Friday, February 19, 2016

Inside stuff - Racechip car tuning thingie

I bought my unit half a year ago, so you can say I have plenty of experience using it. It functions as a man-in-the-middle between the ECU and the injectors. I believe it alters the injectors' on-time and perhaps even the timing with regard to the TDC.

See also: http://hackcorrelation.blogspot.de/2016/04/racechip-tuning-box-part-2-reverse.html

Short review


I wanted to lower the consumption of my 3L V6 diesel engine to slightly more frugal values, don't care as much about power. Sure, some extra low-end torque would be nice as I feel my particular car is lazy in shifting up.

Well, to my surprise, the unit actually does something, so it's not just a random box a la OBD-tuners. By the way, you cannot tune an engine through OBD, the engine protocol is filtered out by a gateway. Just some diagnostics are allowed through.

The highway mileage improved from 8L/100km (30 US MPG, 35 UK MPG) to less than 7L/100km. With the default settings (the unit can be adjusted) the low-end torque has also improved, as it was pretty sluggish under 1700 rpm.
However, the city consumption went up from ~10L/100 (23 US, 28 UK) to 12-14 liters, quite a bummer. More interestingly, the engine idle consumption increase was the noticeable one, going from 0.8L/h to 1.2L/h, that's the fuel you use while stuck in traffic or at traffic lights.


I've increased the settings on the adjustment switches (see images below) to some random values and at one point I got the yellow 'check engine' light, so I had to decrease the values. I also got the warning light under heavy acceleration while using a bad(?) fuel. Stopping and starting the engine 'fixed' that. Also the engine sounded 'harsher' with more ticking, like a really cold Diesel.
I could refer to this setting set as 'Performance/Highway'.

I wrote to Racechip support asking for a set of recommended values for lower city consumption and they responded [after a week] with two new values that are to be dialed in. These new values were a lot lower than their default ones and produced a noticeable difference. This time the engine revved up much higher before up-shifting and idling was really smooth with no noise or vibrations. However, city consumption was still a bit higher than factory.
I could refer to this setting set as 'Quiet/comfort'.

I wrote to them again but this time I didn't even get a response after one week.

Teardown


From the outside the unit is a plain ABS (glass-reinforced?) box with decent weather sealing. Installation is pretty straightforward and takes not more than 5 minutes. The mainboard slides out by unscrewing two T10 screws on each side of the connector.

That is also the only way how you can get to the adjustment dials.






The PCB is pretty simple, probably dual-layer and hints that most of the complexity is contained within the firmware.



From the upper left, going clockwise

  • two KDR162H hex-coded rotary DIP switches
  • Microchip MCP6004 standard op-amp
  • 4x SOT23-3 transistors or diodes, though they might look like SOT23-6
  • DB15 male connector on the right side, though only 6 to 8 pins are used
  • power input stage with a few diodes and a 78L05B voltage regulator
  • there's also a Zener diode going straight to a uC pin, not sure of it's purpose
  • STM8S105K6T6 microcontroller, 2K RAM, 32K Flash, 1K EEPROM, 16MHz
  • 10-pin programmer header on the lower left
I won't try and to a full reverse-engineering now, we'll just focus on the principle of operation.
The numbering on the uC starts with pin 1 marked with the black dot and counts up counter-clockwise.

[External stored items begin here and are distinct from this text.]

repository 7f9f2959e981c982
use std::{collections::HashMap, sync::Arc};

use chrono::{DateTime, Utc};
use tokio::sync::RwLock;
use uuid::Uuid;

use crate::domain::{
    common::entities::app_errors::CoreError,
    session::{
        entities::Session,
        ports::{SessionRepository, SessionUpdate},
    },
};

/// Process-local session store. Sessions die with the process.
#[derive(Debug, Clone, Default)]
pub struct InMemorySessionRepository {
    sessions: Arc<RwLock<HashMap<Uuid, Session>>>,
}

impl InMemorySessionRepository {
    pub fn new() -> Self {
        Self::default()
    }
}

impl SessionRepository for InMemorySessionRepository {
    async fn create(&self, session: Session) -> Result<Session, CoreError> {
        let mut sessions = self.sessions.write().await;
        if sessions.contains_key(&session.id) {
            return Err(CoreError::Invalid(format!(
                "session {} already exists",
                session.id
            )));
        }

        sessions.insert(session.id, session.clone());
        Ok(session)
    }

    async fn get(&self, session_id: Uuid) -> Result<Option<Session>, CoreError> {
        Ok(self.sessions.read().await.get(&session_id).cloned())
    }

    async fn update(
        &self,
        session_id: Uuid,
        update: SessionUpdate,
    ) -> Result<Option<Session>, CoreError> {
        let mut sessions = self.sessions.write().await;

        Ok(sessions.get_mut(&session_id).map(|session| {
            update(session);
            session.clone()
        }))
    }

    async fn delete(&self, session_id: Uuid) -> Result<(), CoreError> {
        self.sessions.write().await.remove(&session_id);
        Ok(())
    }

    async fn purge_idle(&self, cutoff: DateTime<Utc>) -> Result<usize, CoreError> {
        let mut sessions = self.sessions.write().await;
        let before = sessions.len();
        sessions.retain(|_, session| session.last_seen_at >= cutoff);

        Ok(before - sessions.len())
    }
}
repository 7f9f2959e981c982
use uuid::Uuid;

use crate::domain::image::entities::SelectedImage;

#[derive(Debug, Clone)]
pub struct SelectImageInput {
    pub session_id: Uuid,
    pub image: SelectedImage,
}
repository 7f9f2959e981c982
pub mod handlers;
pub mod router;
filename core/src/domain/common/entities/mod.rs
pub mod app_errors;
use axum::{
    Extension,
    extract::{Multipart, State},
    response::Html,
};
use calorie_tracker_core::domain::image::entities::ImageSource;

use crate::application::{
    http::{
        page::selection::select_and_analyze,
        server::{api_entities::api_error::ApiError, app_state::AppState},
    },
    session_middleware::SessionContext,
};

/// Only `jpg`, `jpeg` and `png` files are accepted here.
pub async fn upload_image(
    State(state): State<AppState>,
    Extension(context): Extension<SessionContext>,
    multipart: Multipart,
) -> Result<Html<String>, ApiError> {
    select_and_analyze(&state, &context, multipart, ImageSource::Upload).await
}
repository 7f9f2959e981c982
pub mod analysis_outcome;

pub use analysis_outcome::*;
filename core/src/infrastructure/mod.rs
pub mod llm;
pub mod session;
pub mod common;
pub mod food_analysis;
pub mod image;
pub mod session;
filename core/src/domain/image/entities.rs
use bytes::Bytes;
use chrono::{DateTime, Utc};
use serde::{Deserialize, Serialize};
use utoipa::ToSchema;
use uuid::Uuid;

use crate::domain::common::generate_uuid_v7;

/// File extensions the upload tab accepts.
pub const ALLOWED_UPLOAD_EXTENSIONS: [&str; 3] = ["jpg", "jpeg", "png"];

#[derive(Debug, Clone, Copy, PartialEq, Eq, Serialize, Deserialize, ToSchema)]
#[serde(rename_all = "snake_case")]
pub enum ImageSource {
    Camera,
    Upload,
}

/// The image currently chosen by the user, from either affordance.
#[derive(Debug, Clone, PartialEq)]
pub struct SelectedImage {
    /// Distinguishes two selections of identical bytes.
    pub id: Uuid,
    pub source: ImageSource,
    pub file_name: Option<String>,
    pub content_type: Option<String>,
    pub data: Bytes,
    pub selected_at: DateTime<Utc>,
}

impl SelectedImage {
    pub fn new(
        source: ImageSource,
        file_name: Option<String>,
        content_type: Option<String>,
        data: Bytes,
    ) -> Self {
        Self {
            id: generate_uuid_v7(),
            source,
            file_name,
            content_type,
            data,
            selected_at: Utc::now(),
        }
    }

    pub fn len(&self) -> usize {
        self.data.len()
    }

    pub fn is_empty(&self) -> bool {
        self.data.is_empty()
    }

    /// Lowercased extension of the client-side file name, if any.
    pub fn extension(&self) -> Option<String> {
        self.file_name
            .as_deref()
            .and_then(|name| name.rsplit_once('.'))
            .map(|(_, ext)| ext.to_ascii_lowercase())
    }
}

/// Bytes paired with the media type declared to the model.
#[derive(Debug, Clone, PartialEq)]
pub struct ImagePayload {
    pub mime_type: String,
    pub data: Bytes,
}

#[derive(Debug, Clone, Copy, PartialEq, Eq)]
pub enum ImageFormat {
    Jpeg,
    Png,
    Gif,
    WebP,
}

impl ImageFormat {
    /// Recognises the container from its magic number.
    pub fn sniff(data: &[u8]) -> Option<Self> {
        match data {
            [0xFF, 0xD8, 0xFF, ..] => Some(Self::Jpeg),
            [0x89, b'P', b'N', b'G', 0x0D, 0x0A, 0x1A, 0x0A, ..] => Some(Self::Png),
            [b'G', b'I', b'F', b'8', b'7' | b'9', b'a', ..] => Some(Self::Gif),
            [b'R', b'I', b'F', b'F', _, _, _, _, b'W', b'E', b'B', b'P', ..] => Some(Self::WebP),
            _ => None,
        }
    }

    pub fn mime_type(&self) -> &'static str {
        match self {
            Self::Jpeg => "image/jpeg",
            Self::Png => "image/png",
            Self::Gif => "image/gif",
            Self::WebP => "image/webp",
        }
    }
}
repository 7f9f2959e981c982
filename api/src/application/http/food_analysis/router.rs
use super::handlers::analyze_food_image::{__path_analyze_food_image, analyze_food_image};
use crate::application::http::server::app_state::AppState;
use axum::{Router, routing::post};
use utoipa::OpenApi;

#[derive(OpenApi)]
#[openapi(paths(analyze_food_image))]
pub struct FoodAnalysisApiDoc;

pub fn food_analysis_routes(state: AppState) -> Router<AppState> {
    Router::new().route(
        &format!("{}/api/food-analysis/image", state.args.server.root_path),
        post(analyze_food_image),
    )
}
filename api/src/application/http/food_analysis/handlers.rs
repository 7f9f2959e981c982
pub mod analyze_food_image;
use chrono::Utc;
use tracing::{debug, info};
use uuid::Uuid;

use crate::domain::{
    common::{entities::app_errors::CoreError, services::Service},
    food_analysis::ports::LLMClient,
    image::{entities::ImageSource, services::ensure_upload_allowed},
    session::{
        entities::Session,
        ports::{SessionRepository, SessionService},
        value_objects::SelectImageInput,
    },
};

impl<S, LLM> SessionService for Service<S, LLM>
where
    S: SessionRepository,
    LLM: LLMClient,
{
    async fn resolve_session(&self, session_id: Option<Uuid>) -> Result<Session, CoreError> {
        let cutoff = self.session_config.idle_cutoff(Utc::now())?;

        if let Some(session_id) = session_id
            && let Some(session) = self.session_repository.get(session_id).await?
        {
            if session.is_idle(cutoff) {
                debug!(session_id = %session_id, "session expired");
                self.session_repository.delete(session_id).await?;
            } else if let Some(session) = self
                .session_repository
                .update(session_id, Box::new(Session::touch))
                .await?
            {
                return Ok(session);
            }
        }

        let purged = self.session_repository.purge_idle(cutoff).await?;
        if purged > 0 {
            debug!(purged, "purged idle sessions");
        }

        let session = self.session_repository.create(Session::new()).await?;
        debug!(session_id = %session.id, "session created");

        Ok(session)
    }

    async fn get_session(&self, session_id: Uuid) -> Result<Session, CoreError> {
        self.session_repository
            .get(session_id)
            .await?
            .ok_or(CoreError::NotFound)
    }

    async fn select_image(&self, input: SelectImageInput) -> Result<Session, CoreError> {
        let SelectImageInput { session_id, image } = input;

        if image.source == ImageSource::Upload {
            ensure_upload_allowed(&image)?;
        }

        info!(
            session_id = %session_id,
            source = ?image.source,
            bytes = image.len(),
            "image selected"
        );

        self.session_repository
            .update(
                session_id,
                Box::new(move |session: &mut Session| {
                    session.select(image);
                    session.touch();
                }),
            )
            .await?
            .ok_or(CoreError::NotFound)
    }
}
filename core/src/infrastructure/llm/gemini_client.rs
use base64::{Engine as _, engine::general_purpose};
use reqwest::Client;
use serde::{Deserialize, Serialize};

use crate::domain::{
    common::{LLMConfig, entities::app_errors::CoreError},
    food_analysis::ports::LLMClient,
    image::entities::ImagePayload,
};

const API_KEY_HEADER: &str = "x-goog-api-key";

#[derive(Debug, Clone)]
pub struct GeminiLLMClient {
    api_key: Option<String>,
    model_name: String,
    base_url: String,
    client: Client,
}

#[derive(Debug, Serialize)]
struct GeminiRequest {
    contents: Vec<Content>,
}

#[derive(Debug, Serialize)]
struct Content {
    parts: Vec<Part>,
}

#[derive(Debug, Serialize)]
#[serde(untagged)]
enum Part {
    Text { text: String },
    InlineData { inline_data: InlineData },
}

#[derive(Debug, Serialize)]
struct InlineData {
    mime_type: String,
    data: String,
}

#[derive(Debug, Deserialize)]
struct GeminiResponse {
    #[serde(default)]
    candidates: Vec<Candidate>,
}

#[derive(Debug, Deserialize)]
struct Candidate {
    content: Option<ContentResponse>,
}

#[derive(Debug, Deserialize)]
struct ContentResponse {
    #[serde(default)]
    parts: Vec<PartResponse>,
}

#[derive(Debug, Deserialize)]
struct PartResponse {
    text: Option<String>,
}

#[derive(Debug, Deserialize)]
struct GeminiErrorEnvelope {
    error: GeminiErrorBody,
}

#[derive(Debug, Deserialize)]
struct GeminiErrorBody {
    message: String,
    status: Option<String>,
}

impl GeminiLLMClient {
    pub fn new(config: &LLMConfig) -> Result<Self, CoreError> {
        let client = Client::builder()
            .build()
            .map_err(|e| CoreError::Invalid(format!("failed to build HTTP client: {}", e)))?;

        Ok(Self {
            api_key: config
                .gemini_api_key
                .clone()
                .filter(|key| !key.trim().is_empty()),
            model_name: config.gemini_model.clone(),
            base_url: config.gemini_base_url.trim_end_matches('/').to_string(),
            client,
        })
    }

    fn endpoint(&self) -> String {
        format!(
            "{}/v1beta/models/{}:generateContent",
            self.base_url, self.model_name
        )
    }

    async fn call_gemini_api(&self, request: GeminiRequest) -> Result<String, CoreError> {
        let api_key = self.api_key.as_deref().ok_or_else(|| {
            tracing::error!("Gemini API key is not configured");
            CoreError::Inference(
                "authentication failed: no API key configured (set GOOGLE_API_KEY)".to_string(),
            )
        })?;

        let response = self
            .client
            .post(self.endpoint())
            .header(API_KEY_HEADER, api_key)
            .json(&request)
            .send()
            .await
            .map_err(|e| {
                let e = e.without_url();
                tracing::error!("Gemini API request failed: {}", e);
                CoreError::Inference(format!("LLM API error: {}", e))
            })?;

        if !response.status().is_success() {
            let status = response.status();
            let error_text = response.text().await.unwrap_or_default();
            tracing::error!("Gemini API error: {} - {}", status, error_text);
            return Err(CoreError::Inference(describe_error(status, &error_text)));
        }

        let gemini_response: GeminiResponse = response.json().await.map_err(|e| {
            let e = e.without_url();
            tracing::error!("Failed to parse Gemini response: {}", e);
            CoreError::Inference(format!("Failed to parse LLM response: {}", e))
        })?;

        extract_text(gemini_response)
    }
}

fn describe_error(status: reqwest::StatusCode, body: &str) -> String {
    match serde_json::from_str::<GeminiErrorEnvelope>(body) {
        Ok(envelope) => match envelope.error.status {
            Some(code) => format!(
                "LLM API returned error: {} ({}) - {}",
                status, code, envelope.error.message
            ),
            None => format!(
                "LLM API returned error: {} - {}",
                status, envelope.error.message
            ),
        },
        Err(_) => format!("LLM API returned error: {} - {}", status, body),
    }
}

/// Joins the text of every part of the first candidate.
fn extract_text(response: GeminiResponse) -> Result<String, CoreError> {
    let text: String = response
        .candidates
        .into_iter()
        .next()
        .and_then(|c| c.content)
        .map(|c| c.parts.into_iter().filter_map(|p| p.text).collect())
        .unwrap_or_default();

    if text.is_empty() {
        return Err(CoreError::Inference("No response from LLM".to_string()));
    }

    Ok(text)
}

impl LLMClient for GeminiLLMClient {
    async fn generate_with_image(
        &self,
        prompt: String,
        image: ImagePayload,
    ) -> Result<String, CoreError> {
        let base64_image = general_purpose::STANDARD.encode(&image.data);

        let request = GeminiRequest {
            contents: vec![Content {
                parts: vec![
                    Part::InlineData {
                        inline_data: InlineData {
                            mime_type: image.mime_type,
                            data: base64_image,
                        },
                    },
                    Part::Text { text: prompt },
                ],
            }],
        };

        self.call_gemini_api(request).await
    }

    fn is_configured(&self) -> bool {
        self.api_key.is_some()
    }
}
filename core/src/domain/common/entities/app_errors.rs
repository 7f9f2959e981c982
use thiserror::Error;

#[derive(Debug, Clone, Error, PartialEq, Eq)]
pub enum CoreError {
    /// The selected image could not be turned into bytes for the model.
    #[error("Error processing image: {0}")]
    Processing(String),

    /// The call to the hosted model failed for any reason.
    #[error("Error generating response: {0}")]
    Inference(String),

    #[error("Invalid input: {0}")]
    Invalid(String),

    #[error("Not found")]
    NotFound,
}
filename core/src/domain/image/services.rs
use crate::domain::{
    common::entities::app_errors::CoreError,
    image::entities::{ALLOWED_UPLOAD_EXTENSIONS, ImageFormat, ImagePayload, SelectedImage},
};

/// Reads the full content of the selected image and pairs it with the
/// declared media type sent to the model.
pub fn prepare_image(
    image: &SelectedImage,
    declared_media_type: &str,
) -> Result<ImagePayload, CoreError> {
    if image.is_empty() {
        return Err(CoreError::Processing(
            "the selected image contains no data".to_string(),
        ));
    }

    if ImageFormat::sniff(&image.data).is_none() {
        return Err(CoreError::Processing(
            "cannot identify image file".to_string(),
        ));
    }

    Ok(ImagePayload {
        mime_type: declared_media_type.to_string(),
        data: image.data.clone(),
    })
}

/// Upload tab filter. Camera captures are never filtered.
pub fn ensure_upload_allowed(image: &SelectedImage) -> Result<(), CoreError> {
    match image.extension() {
        Some(ext) if ALLOWED_UPLOAD_EXTENSIONS.contains(&ext.as_str()) => Ok(()),
        _ => Err(CoreError::Invalid(format!(
            "unsupported file type, expected one of: {}",
            ALLOWED_UPLOAD_EXTENSIONS.join(", ")
        ))),
    }
}

#[cfg(test)]
mod tests {
    use bytes::Bytes;

    use super::*;
    use crate::domain::image::entities::ImageSource;

    const JPEG_HEADER: &[u8] = &[0xFF, 0xD8, 0xFF, 0xE0, 0x00, 0x10, b'J', b'F', b'I', b'F'];

    fn image(data: &'static [u8]) -> SelectedImage {
        SelectedImage::new(
            ImageSource::Camera,
            None,
            None,
            Bytes::from_static(data),
        )
    }

    #[test]
    fn test_prepare_image_uses_declared_media_type() {
        let png = b"\x89PNG\r\n\x1a\n\0\0\0\rIHDR";
        let payload = prepare_image(&image(png), "image/jpeg").unwrap();

        assert_eq!(payload.mime_type, "image/jpeg");
        assert_eq!(payload.data.as_ref(), png);
    }

    #[test]
    fn test_prepare_image_keeps_every_byte() {
        let payload = prepare_image(&image(JPEG_HEADER), "image/jpeg").unwrap();
        assert_eq!(payload.data.len(), JPEG_HEADER.len());
    }

    #[test]
    fn test_prepare_image_rejects_empty_content() {
        let err = prepare_image(&image(b""), "image/jpeg").unwrap_err();
        assert!(matches!(err, CoreError::Processing(_)));
        assert!(err.to_string().starts_with("Error processing image"));
    }

    #[test]
    fn test_prepare_image_rejects_unreadable_content() {
        let err = prepare_image(&image(b"definitely not a picture"), "image/jpeg").unwrap_err();
        assert_eq!(
            err,
            CoreError::Processing("cannot identify image file".to_string())
        );
    }

    #[test]
    fn test_sniff_formats() {
        assert_eq!(ImageFormat::sniff(JPEG_HEADER), Some(ImageFormat::Jpeg));
        assert_eq!(ImageFormat::sniff(b"GIF89a...."), Some(ImageFormat::Gif));
        assert_eq!(
            ImageFormat::sniff(b"RIFF\x10\0\0\0WEBPVP8 "),
            Some(ImageFormat::WebP)
        );
        assert_eq!(ImageFormat::sniff(b"\xFF\xD8"), None);
    }

    fn upload(file_name: Option<&str>) -> SelectedImage {
        SelectedImage::new(
            ImageSource::Upload,
            file_name.map(str::to_string),
            None,
            Bytes::from_static(JPEG_HEADER),
        )
    }

    #[test]
    fn test_upload_filter() {
        assert!(ensure_upload_allowed(&upload(Some("lunch.JPG"))).is_ok());
        assert!(ensure_upload_allowed(&upload(Some("lunch.jpeg"))).is_ok());
        assert!(ensure_upload_allowed(&upload(Some("plate.png"))).is_ok());
        assert!(ensure_upload_allowed(&upload(Some("plate.gif"))).is_err());
        assert!(ensure_upload_allowed(&upload(Some("no_extension"))).is_err());
        assert!(ensure_upload_allowed(&upload(None)).is_err());
    }
}
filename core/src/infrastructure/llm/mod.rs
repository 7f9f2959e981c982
pub mod gemini_client;

pub use gemini_client::GeminiLLMClient;
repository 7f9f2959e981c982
use serde::{Deserialize, Serialize};
use utoipa::ToSchema;

pub const NO_SELECTION_MESSAGE: &str =
    "Please select an image by either capturing one or uploading it.";

/// What the results region shows. Every variant renders to a single string;
/// the model text is never parsed.
#[derive(Debug, Clone, PartialEq, Eq, Serialize, Deserialize, ToSchema)]
#[serde(tag = "status", rename_all = "snake_case")]
pub enum AnalysisOutcome {
    NoSelection { message: String },
    Completed { text: String },
    Failed { message: String },
}

impl AnalysisOutcome {
    pub fn no_selection() -> Self {
        Self::NoSelection {
            message: NO_SELECTION_MESSAGE.to_string(),
        }
    }

    pub fn completed(text: impl Into<String>) -> Self {
        Self::Completed { text: text.into() }
    }

    pub fn failed(message: impl Into<String>) -> Self {
        Self::Failed {
            message: message.into(),
        }
    }

    pub fn text(&self) -> &str {
        match self {
            Self::NoSelection { message } | Self::Failed { message } => message,
            Self::Completed { text } => text,
        }
    }

    pub fn is_failure(&self) -> bool {
        matches!(self, Self::Failed { .. })
    }
}
use std::future::Future;
use uuid::Uuid;

use crate::domain::{
    common::entities::app_errors::CoreError,
    food_analysis::entities::AnalysisOutcome,
    image::entities::{ImagePayload, SelectedImage},
    session::entities::Session,
};

/// LLM Client trait for calling multimodal models
#[cfg_attr(test, mockall::automock)]
pub trait LLMClient: Send + Sync {
    /// Single call, no retry. Every failure comes back as `CoreError::Inference`.
    fn generate_with_image(
        &self,
        prompt: String,
        image: ImagePayload,
    ) -> impl Future<Output = Result<String, CoreError>> + Send;

    fn is_configured(&self) -> bool;
}

/// Service trait for food analysis business logic
#[cfg_attr(test, mockall::automock)]
pub trait FoodAnalysisService: Send + Sync {
    /// Runs the pipeline for one image. Never fails: processing and
    /// inference errors are folded into `AnalysisOutcome::Failed`.
    fn analyze_image(
        &self,
        image: Option<SelectedImage>,
    ) -> impl Future<Output = AnalysisOutcome> + Send;

    /// Analyzes the session's current selection and stores the outcome on it.
    fn analyze_selection(
        &self,
        session_id: Uuid,
    ) -> impl Future<Output = Result<Session, CoreError>> + Send;
}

Most of the pins are broken up to a point on the PCB, the RX/TX pins go the the 10pin header.

Pin 10 (PA5) goes to the Zener diode.

Pins 17-20 (PB1-PB4) seem to go to one of the DIP switches while 30-33 to the other one, but I haven't traced the connections yet.

The quad op-amp seems to be fully used and connected to the 4 transistors nearby.


Here's on first glance on how I believe it functions:
EDIT: ignore everything with strikethrough, see the first comment and my reply.

There are four output channels but in my car only one is used. That's because the connector has only 3 wires, out of which I assume one is power and one is ground. It might be possible that the op-amp is used for summing up signals to form a rudimentary DAC, but I doubt it.

The uC is intercepting the signal coming from the ECU, running it against a table look-up and outputting a modified signal. Obviously it cannot know the pulse length until the ECU has finished transmitting the injector pulse - and it might be too late to output a similar one - so I assume the box records the signal, passes it unmodified to the output and on the next rising edge it injects its own signal. So this might mean that the output transistors are there to switch between the car signals and the tuner signals.

The above might sound slow but in reality there's probably no discernible difference between reacting one RPM later than the car would.
Assuming that a V12 engine turns at 8000 rpm that means 1600 'sparks' per second, or 1200Hz. Even with spent-spark functionality in a petrol engine that doubles the frequency to 2400Hz. A microcontroller running at 16Mhz should easily be able to handle 10Khz, with time to spare.

If the signal wire also carries some binary information (which injector to fire) that would probably raise the requirements to hundreds of kHz. Need to research some more on the TDI signal structure.

Anyway, the uC receives the injector signal, maps it to a lookup table or a function (with parameters determined by the dip switches) and on the next cycle it outputs the modified signal. The timing of the signal can be derived from the previous pulses so that the injector can be fired before or after the 'normal' time. It would then also modify the injector time (more on-time means more fuel).

One of the DIP switches seems to affect the RPM range in which the unit functions, according to some comments on the Internet. The other one is for 'power'.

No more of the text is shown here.